Salerno A, Kohlhase J, Kaplan B S
Department of Pediatrics, Children's Hospital of Philadelphia, PA, USA.
Pediatr Nephrol. 2000 Jan;14(1):25-8. doi: 10.1007/s004670050006.
A 14-year-old African-American boy had chronic renal failure and Townes-Brocks syndrome (TBS). There were no affected family members. Features were imperforate anus, rectoperineal fistula, triphalangeal thumb, bifid thumb, rocker bottom feet, bilateral ear tags, satyr ear, sensorineural hearing loss, hypospadias, bilateral renal hypoplasia, and progressive chronic renal failure. Renal and urological anomalies in TBS include renal hypoplasia, renal dysplasia, unilateral renal agenesis, horseshoe kidney, posterior urethral valves, uretero-vesical reflux, and meatal stenosis. TBS is caused by a dominantly inherited defect in the gene encoding the SALL1 putative transcription factor, a protein possibly required for urological, renal, limb, ear, brain, and liver development. This patient had a novel mutation in this gene. The extent of renal involvement in patients with TBS should be evaluated for optimum treatment and prediction of prognosis.

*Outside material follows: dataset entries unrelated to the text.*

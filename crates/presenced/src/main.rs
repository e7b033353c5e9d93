use std::sync::Arc;

use anyhow::Result;
use tracing_subscriber::EnvFilter;

mod attendance;
mod config;
mod dbus_interface;
mod dispatch;
mod engine;
mod handoff;
mod network;
mod store;

#[tokio::main]
async fn main() -> Result<()> {
    tracing_subscriber::fmt()
        .with_env_filter(EnvFilter::from_default_env())
        .init();

    tracing::info!("presenced starting");

    let config = config::Config::from_env();
    if let Some(parent) = config.db_path.parent() {
        std::fs::create_dir_all(parent)?;
    }

    let store = Arc::new(store::Store::open(&config.db_path)?);
    let engine = engine::spawn_engine(&config, Arc::clone(&store))?;

    let mut events = engine.subscribe_events();
    tokio::spawn(async move {
        use tokio::sync::broadcast::error::RecvError;
        loop {
            match events.recv().await {
                Ok(event) => tracing::info!(?event, "engine event"),
                Err(RecvError::Lagged(missed)) => {
                    tracing::warn!(missed, "event log fell behind");
                }
                Err(RecvError::Closed) => break,
            }
        }
    });

    let service = dbus_interface::AttendanceService::new(engine.clone(), store);
    let _conn = zbus::connection::Builder::session()?
        .name("org.presence.Attendance1")?
        .serve_at("/org/presence/Attendance1", service)?
        .build()
        .await?;

    tracing::info!("presenced ready");

    tokio::signal::ctrl_c().await?;
    tracing::info!("presenced shutting down");
    engine.shutdown();

    Ok(())
}
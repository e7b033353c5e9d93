//! Face embedding extraction via ONNX Runtime.
//!
//! Crops the detected face region (with margin), resizes to the model
//! input, and produces an L2-normalized 128-dimensional embedding.

use ndarray::Array4;
use ort::session::Session;
use ort::value::TensorRef;
use std::path::Path;
use thiserror::Error;

use crate::types::{Embedding, FaceRegion};

const EMB_INPUT_SIZE: usize = 112;
const EMB_MEAN: f32 = 127.5;
const EMB_STD: f32 = 127.5;
const EMB_DIM: usize = 128;
/// Box expansion on each side before cropping, as a fraction of the box.
const EMB_CROP_MARGIN: f32 = 0.2;

#[derive(Error, Debug)]
pub enum EmbedderError {
    #[error("model file not found: {0}")]
    ModelNotFound(String),
    #[error("inference failed: {0}")]
    InferenceFailed(String),
    #[error("face region lies outside the frame")]
    RegionOutOfFrame,
    #[error("ort: {0}")]
    Ort(#[from] ort::Error),
}

/// ONNX-backed embedding extractor.
pub struct FaceEmbedder {
    session: Session,
}

impl FaceEmbedder {
    pub fn load(model_path: &str) -> Result<Self, EmbedderError> {
        if !Path::new(model_path).exists() {
            return Err(EmbedderError::ModelNotFound(model_path.to_string()));
        }

        let session = Session::builder()?
            .with_intra_threads(2)?
            .commit_from_file(model_path)?;

        tracing::info!(path = model_path, "loaded embedding model");
        Ok(Self { session })
    }

    /// Extract an embedding for a detected face in an RGB frame.
    pub fn extract(
        &mut self,
        rgb: &[u8],
        width: u32,
        height: u32,
        region: &FaceRegion,
    ) -> Result<Embedding, EmbedderError> {
        let crop = crop_rect(region, width, height).ok_or(EmbedderError::RegionOutOfFrame)?;
        let input = preprocess_crop(rgb, width as usize, crop);

        let outputs = self
            .session
            .run(ort::inputs![TensorRef::from_array_view(input.view())?])?;

        let (_, raw) = outputs[0]
            .try_extract_tensor::<f32>()
            .map_err(|e| EmbedderError::InferenceFailed(format!("embedding: {e}")))?;

        if raw.len() != EMB_DIM {
            return Err(EmbedderError::InferenceFailed(format!(
                "expected {EMB_DIM}-dim embedding, got {}",
                raw.len()
            )));
        }

        Ok(Embedding::new(l2_normalize(raw)))
    }
}

/// Integer crop rectangle (x, y, w, h) for the region expanded by the
/// margin and clamped to the frame. `None` when nothing of the region is
/// inside the frame.
fn crop_rect(region: &FaceRegion, width: u32, height: u32) -> Option<(usize, usize, usize, usize)> {
    let mx = region.width * EMB_CROP_MARGIN;
    let my = region.height * EMB_CROP_MARGIN;

    let x0 = (region.x - mx).max(0.0) as usize;
    let y0 = (region.y - my).max(0.0) as usize;
    let x1 = ((region.x + region.width + mx).min(width as f32)) as usize;
    let y1 = ((region.y + region.height + my).min(height as f32)) as usize;

    if x1 <= x0 || y1 <= y0 {
        return None;
    }
    Some((x0, y0, x1 - x0, y1 - y0))
}

/// Resize the crop to the model input and normalize into an NCHW tensor.
fn preprocess_crop(
    rgb: &[u8],
    frame_width: usize,
    (cx, cy, cw, ch): (usize, usize, usize, usize),
) -> Array4<f32> {
    let size = EMB_INPUT_SIZE;
    let mut tensor = Array4::<f32>::zeros((1, 3, size, size));

    for y in 0..size {
        let src_y = cy + (y * ch) / size;
        for x in 0..size {
            let src_x = cx + (x * cw) / size;
            let base = (src_y * frame_width + src_x) * 3;
            for c in 0..3 {
                let pixel = rgb.get(base + c).copied().unwrap_or(0) as f32;
                tensor[[0, c, y, x]] = (pixel - EMB_MEAN) / EMB_STD;
            }
        }
    }
    tensor
}

fn l2_normalize(raw: &[f32]) -> Vec<f32> {
    let norm: f32 = raw.iter().map(|x| x * x).sum::<f32>().sqrt();
    if norm > 0.0 {
        raw.iter().map(|x| x / norm).collect()
    } else {
        raw.to_vec()
    }
}

#[cfg(test)]
mod tests {
    use super::*;

    fn region(x: f32, y: f32, w: f32, h: f32) -> FaceRegion {
        FaceRegion {
            x,
            y,
            width: w,
            height: h,
            confidence: 0.9,
            landmarks: None,
        }
    }

    #[test]
    fn crop_expands_by_margin_and_clamps() {
        let r = region(10.0, 10.0, 100.0, 100.0);
        let (x, y, w, h) = crop_rect(&r, 640, 480).unwrap();
        // Margin is 20px on each side; nothing clamps here.
        assert_eq!((x, y), (0, 0));
        assert_eq!((w, h), (130, 130));
    }

    #[test]
    fn crop_clamps_at_frame_edges() {
        let r = region(600.0, 440.0, 100.0, 100.0);
        let (x, y, w, h) = crop_rect(&r, 640, 480).unwrap();
        assert_eq!((x, y), (580, 420));
        assert_eq!((x + w, y + h), (640, 480));
    }

    #[test]
    fn fully_outside_region_is_rejected() {
        let r = region(700.0, 500.0, 50.0, 50.0);
        assert!(crop_rect(&r, 640, 480).is_none());
    }

    #[test]
    fn preprocess_shape_and_normalization() {
        // Uniform mid-gray crop normalizes to ~0.
        let w = 64usize;
        let h = 64usize;
        let rgb = vec![128u8; w * h * 3];
        let tensor = preprocess_crop(&rgb, w, (0, 0, w, h));
        assert_eq!(tensor.shape(), &[1, 3, EMB_INPUT_SIZE, EMB_INPUT_SIZE]);
        let expected = (128.0 - EMB_MEAN) / EMB_STD;
        assert!((tensor[[0, 0, 0, 0]] - expected).abs() < 1e-6);
        assert!((tensor[[0, 2, 111, 111]] - expected).abs() < 1e-6);
    }

    #[test]
    fn l2_normalize_produces_unit_vector() {
        let v = l2_normalize(&[3.0, 4.0]);
        assert!((v[0] - 0.6).abs() < 1e-6);
        assert!((v[1] - 0.8).abs() < 1e-6);
        let norm: f32 = v.iter().map(|x| x * x).sum::<f32>().sqrt();
        assert!((norm - 1.0).abs() < 1e-6);
    }

    #[test]
    fn l2_normalize_leaves_zero_vector_alone() {
        let v = l2_normalize(&[0.0, 0.0, 0.0]);
        assert_eq!(v, vec![0.0, 0.0, 0.0]);
    }
}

一名14岁的非裔美国男孩患有慢性肾衰竭和汤姆斯-布罗克斯综合征(TBS)。家族中无患病成员。其特征包括肛门闭锁、直肠会阴瘘、三节指骨拇指、分叉拇指、摇椅底足、双侧附耳、羊蹄耳、感音神经性听力损失、尿道下裂、双侧肾发育不全以及进行性慢性肾衰竭。TBS中的肾脏和泌尿系统异常包括肾发育不全、肾发育异常、单侧肾缺如、马蹄肾、后尿道瓣膜、输尿管膀胱反流以及尿道口狭窄。TBS由编码SALL1假定转录因子的基因中的显性遗传缺陷引起,该蛋白可能是泌尿系统、肾脏、肢体、耳朵、大脑和肝脏发育所必需的。该患者在这个基因中有一个新的突变。对于TBS患者,应评估肾脏受累程度,以进行最佳治疗和预后预测。